Yours ever, Vaizey
Sir: Peregrine Worsthorne prudently left for Australia just before he discussed my children in the Spectator (Notebook, 13 January). My wife has therefore been unable to hit him with a rolling pin. As a friend of his, may I say, I would never discuss his children in the public press, though I did refer in a scholarly work to his stepfather, once Governor of the Bank of England, as deranged. Perry and his relations have changed their names so often that I did not know of his relationship. In any case, his stepfather, as well as being dead at the time, had been a most powerful public figure. My children are alive and are not public figures.
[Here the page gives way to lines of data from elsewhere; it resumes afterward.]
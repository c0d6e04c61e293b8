//! Model interaction: send the document and prompt, get JSON text back.
//!
//! [`ScheduleModel`] is the seam between the pipeline and whatever answers
//! the request. Two implementations ship:
//!
//! * [`GeminiModel`] talks to the Gemini `generateContent` REST endpoint
//!   directly. It is the default because Gemini accepts a PDF as inline data
//!   and can constrain its output to a declared schema.
//! * [`ProviderModel`] routes through any `edgequake-llm` provider. Those
//!   APIs have no uniform schema knob, so the schema travels in a system
//!   message instead.
//!
//! Exactly one request is made per extraction. Errors are returned as-is;
//! there is no retry loop.

use crate::config::ExtractionConfig;
use crate::error::ScheduleError;
use crate::pipeline::encode::PdfPayload;
use crate::prompts::schema_system_prompt;
use async_trait::async_trait;
use edgequake_llm::{ChatMessage, CompletionOptions, ImageData, LLMProvider, ProviderFactory};
use serde::{Deserialize, Serialize};
use serde_json::Value;
use std::sync::Arc;
use std::time::{Duration, Instant};
use tracing::{debug, warn};

/// Substituted when no credential is configured; the API rejects it.
pub const PLACEHOLDER_API_KEY: &str = "12345";

/// Everything a model needs to answer one extraction.
#[derive(Debug, Clone)]
pub struct ExtractionRequest {
    pub prompt: String,
    pub document: PdfPayload,
    /// Schema the output must follow (see [`crate::prompts::response_schema`]).
    pub response_schema: Value,
    pub temperature: f32,
    pub max_output_tokens: usize,
}

/// A generative model able to read a PDF and answer with JSON text.
///
/// Implementations return the raw response text. Decoding and leniency
/// rules live in [`crate::pipeline::normalize`], so a mock only has to
/// return a string.
#[async_trait]
pub trait ScheduleModel: Send + Sync {
    /// Short provider name used in errors and logs.
    fn name(&self) -> &str;

    async fn generate(&self, request: &ExtractionRequest) -> Result<String, ScheduleError>;
}

// ── Native Gemini client ─────────────────────────────────────────────────

/// Gemini `generateContent` client.
pub struct GeminiModel {
    client: reqwest::Client,
    api_key: String,
    base_url: String,
    model: String,
}

impl GeminiModel {
    /// Build the client, tolerating a missing credential.
    ///
    /// Without a key a warning is logged and [`PLACEHOLDER_API_KEY`] is used,
    /// so construction succeeds and the first request fails with
    /// [`ScheduleError::AuthError`].
    pub fn new(config: &ExtractionConfig) -> Result<Self, ScheduleError> {
        let api_key = match config.require_api_key() {
            Ok(key) => key.to_string(),
            Err(_) => {
                warn!(
                    "API key missing! Set {} or pass an explicit key; requests will be rejected.",
                    crate::config::API_KEY_ENV
                );
                PLACEHOLDER_API_KEY.to_string()
            }
        };
        Self::with_key(config, api_key)
    }

    /// Build the client, failing with [`ScheduleError::CredentialMissing`]
    /// when no key is configured.
    pub fn try_new(config: &ExtractionConfig) -> Result<Self, ScheduleError> {
        let api_key = config.require_api_key()?.to_string();
        Self::with_key(config, api_key)
    }

    fn with_key(config: &ExtractionConfig, api_key: String) -> Result<Self, ScheduleError> {
        let mut builder = reqwest::Client::builder();
        if let Some(secs) = config.api_timeout_secs {
            builder = builder.timeout(Duration::from_secs(secs));
        }
        let client = builder
            .build()
            .map_err(|e| ScheduleError::Internal(format!("HTTP client: {e}")))?;

        Ok(Self {
            client,
            api_key,
            base_url: config.api_base_url.trim_end_matches('/').to_string(),
            model: config.model.clone(),
        })
    }

    /// Full `generateContent` URL for the configured model.
    pub fn endpoint(&self) -> String {
        format!("{}/models/{}:generateContent", self.base_url, self.model)
    }

    /// `true` when the client fell back to the placeholder credential.
    pub fn uses_placeholder_key(&self) -> bool {
        self.api_key == PLACEHOLDER_API_KEY
    }
}

#[async_trait]
impl ScheduleModel for GeminiModel {
    fn name(&self) -> &str {
        "gemini"
    }

    async fn generate(&self, request: &ExtractionRequest) -> Result<String, ScheduleError> {
        let start = Instant::now();
        let body = GenerateContentRequest::from_request(request);

        let response = self
            .client
            .post(self.endpoint())
            .header("x-goog-api-key", &self.api_key)
            .json(&body)
            .send()
            .await
            .map_err(|e| ScheduleError::ExternalService {
                provider: self.name().to_string(),
                message: e.to_string(),
            })?;

        let status = response.status();
        let retry_after = response
            .headers()
            .get(reqwest::header::RETRY_AFTER)
            .and_then(|v| v.to_str().ok())
            .and_then(|v| v.trim().parse::<u64>().ok());
        let text = response
            .text()
            .await
            .map_err(|e| ScheduleError::ExternalService {
                provider: self.name().to_string(),
                message: format!("failed to read response body: {e}"),
            })?;

        if !status.is_success() {
            return Err(status_error(status.as_u16(), &text, retry_after));
        }

        let content = response_text(&text)?;
        debug!(
            "Gemini {}: {} chars of JSON in {:?}",
            self.model,
            content.len(),
            start.elapsed()
        );
        Ok(content)
    }
}

#[derive(Debug, Serialize)]
#[serde(rename_all = "camelCase")]
struct GenerateContentRequest<'a> {
    contents: Vec<Content<'a>>,
    generation_config: GenerationConfig<'a>,
}

#[derive(Debug, Serialize)]
struct Content<'a> {
    parts: Vec<Part<'a>>,
}

#[derive(Debug, Serialize)]
#[serde(untagged)]
enum Part<'a> {
    Text {
        text: &'a str,
    },
    #[serde(rename_all = "camelCase")]
    Inline {
        inline_data: InlineData<'a>,
    },
}

#[derive(Debug, Serialize)]
#[serde(rename_all = "camelCase")]
struct InlineData<'a> {
    mime_type: &'a str,
    data: &'a str,
}

#[derive(Debug, Serialize)]
#[serde(rename_all = "camelCase")]
struct GenerationConfig<'a> {
    response_mime_type: &'static str,
    response_schema: &'a Value,
    temperature: f32,
    max_output_tokens: usize,
}

impl<'a> GenerateContentRequest<'a> {
    fn from_request(request: &'a ExtractionRequest) -> Self {
        Self {
            contents: vec![Content {
                parts: vec![
                    Part::Text {
                        text: &request.prompt,
                    },
                    Part::Inline {
                        inline_data: InlineData {
                            mime_type: request.document.mime_type,
                            data: &request.document.data,
                        },
                    },
                ],
            }],
            generation_config: GenerationConfig {
                response_mime_type: "application/json",
                response_schema: &request.response_schema,
                temperature: request.temperature,
                max_output_tokens: request.max_output_tokens,
            },
        }
    }
}

#[derive(Debug, Deserialize)]
#[serde(rename_all = "camelCase")]
struct GenerateContentResponse {
    #[serde(default)]
    candidates: Vec<Candidate>,
    prompt_feedback: Option<PromptFeedback>,
}

#[derive(Debug, Deserialize)]
#[serde(rename_all = "camelCase")]
struct Candidate {
    content: Option<CandidateContent>,
    finish_reason: Option<String>,
}

#[derive(Debug, Deserialize)]
struct CandidateContent {
    #[serde(default)]
    parts: Vec<ResponsePart>,
}

#[derive(Debug, Deserialize)]
struct ResponsePart {
    text: Option<String>,
}

#[derive(Debug, Deserialize)]
#[serde(rename_all = "camelCase")]
struct PromptFeedback {
    block_reason: Option<String>,
}

#[derive(Debug, Deserialize)]
struct ErrorEnvelope {
    error: ErrorBody,
}

#[derive(Debug, Deserialize)]
struct ErrorBody {
    message: String,
}

/// Concatenated text of the first candidate.
///
/// An envelope with no candidates and no block reason yields an empty
/// string, which the decoder treats as `{}`.
fn response_text(body: &str) -> Result<String, ScheduleError> {
    let parsed: GenerateContentResponse =
        serde_json::from_str(body).map_err(|e| ScheduleError::ExternalService {
            provider: "gemini".to_string(),
            message: format!("unreadable response envelope: {e}"),
        })?;

    if let Some(reason) = parsed.prompt_feedback.and_then(|f| f.block_reason) {
        return Err(ScheduleError::ExternalService {
            provider: "gemini".to_string(),
            message: format!("request blocked: {reason}"),
        });
    }

    let Some(candidate) = parsed.candidates.into_iter().next() else {
        return Ok(String::new());
    };
    if let Some(reason) = candidate.finish_reason.as_deref() {
        if reason != "STOP" {
            warn!("Gemini finished with reason {reason}; output may be truncated");
        }
    }

    Ok(candidate
        .content
        .map(|c| c.parts.into_iter().filter_map(|p| p.text).collect())
        .unwrap_or_default())
}

/// Map a non-2xx status to an error, keeping the API's own message.
fn status_error(status: u16, body: &str, retry_after_secs: Option<u64>) -> ScheduleError {
    let detail = serde_json::from_str::<ErrorEnvelope>(body)
        .map(|e| e.error.message)
        .unwrap_or_else(|_| body.trim().to_string());
    let provider = "gemini".to_string();

    match status {
        401 | 403 => ScheduleError::AuthError { provider, detail },
        429 => ScheduleError::RateLimitExceeded {
            provider,
            retry_after_secs,
        },
        _ => ScheduleError::ExternalService {
            provider,
            message: format!("HTTP {status}: {detail}"),
        },
    }
}

// ── edgequake-llm providers ──────────────────────────────────────────────

/// Any `edgequake-llm` provider, with the schema given in the system prompt.
pub struct ProviderModel {
    name: String,
    provider: Arc<dyn LLMProvider>,
}

impl ProviderModel {
    pub fn new(name: impl Into<String>, provider: Arc<dyn LLMProvider>) -> Self {
        Self {
            name: name.into(),
            provider,
        }
    }

    /// Instantiate a named provider (reads its own API key variable).
    pub fn from_factory(provider_name: &str, model: &str) -> Result<Self, ScheduleError> {
        let provider = ProviderFactory::create_llm_provider(provider_name, model).map_err(|e| {
            ScheduleError::ProviderNotConfigured {
                provider: provider_name.to_string(),
                hint: format!("{e}"),
            }
        })?;
        Ok(Self::new(provider_name, provider))
    }
}

#[async_trait]
impl ScheduleModel for ProviderModel {
    fn name(&self) -> &str {
        &self.name
    }

    async fn generate(&self, request: &ExtractionRequest) -> Result<String, ScheduleError> {
        let document = ImageData::new(request.document.data.clone(), request.document.mime_type);
        let messages = vec![
            ChatMessage::system(schema_system_prompt()),
            ChatMessage::user_with_images(request.prompt.as_str(), vec![document]),
        ];
        let options = CompletionOptions {
            temperature: Some(request.temperature),
            max_tokens: Some(request.max_output_tokens),
            ..Default::default()
        };

        let response = self
            .provider
            .chat(&messages, Some(&options))
            .await
            .map_err(|e| ScheduleError::ExternalService {
                provider: self.name.clone(),
                message: format!("{e}"),
            })?;

        debug!(
            "{}: {} input tokens, {} output tokens",
            self.name, response.prompt_tokens, response.completion_tokens
        );
        Ok(response.content)
    }
}

/// Pick the model for a config, from most- to least-specific.
///
/// 1. a pre-built [`ScheduleModel`] (`model_backend`), used as-is;
/// 2. a named provider other than `gemini`, built by `edgequake-llm`;
/// 3. the native Gemini client with the configured credential.
pub fn resolve_model(config: &ExtractionConfig) -> Result<Arc<dyn ScheduleModel>, ScheduleError> {
    if let Some(ref model) = config.model_backend {
        return Ok(Arc::clone(model));
    }

    if let Some(ref name) = config.provider_name {
        if !name.eq_ignore_ascii_case("gemini") {
            debug!("Using edgequake-llm provider '{}' ({})", name, config.model);
            return Ok(Arc::new(ProviderModel::from_factory(name, &config.model)?));
        }
    }

    debug!("Using native Gemini client ({})", config.model);
    Ok(Arc::new(GeminiModel::new(config)?))
}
My simple point is that Montagu Norman's problems may, by some genetic quirk, have descended to Perry. (Perhaps Perry should be an honorary 'Hon'.) Norman, you will recall, thought that the cable announcing to him that Britain was leaving the gold standard in 1931 meant that his mother was leaving for her annual holiday, a somewhat splendid muddle. Perry, with a similar lack of grasp of reality, refers to my being 'huffy' with my children's head teachers.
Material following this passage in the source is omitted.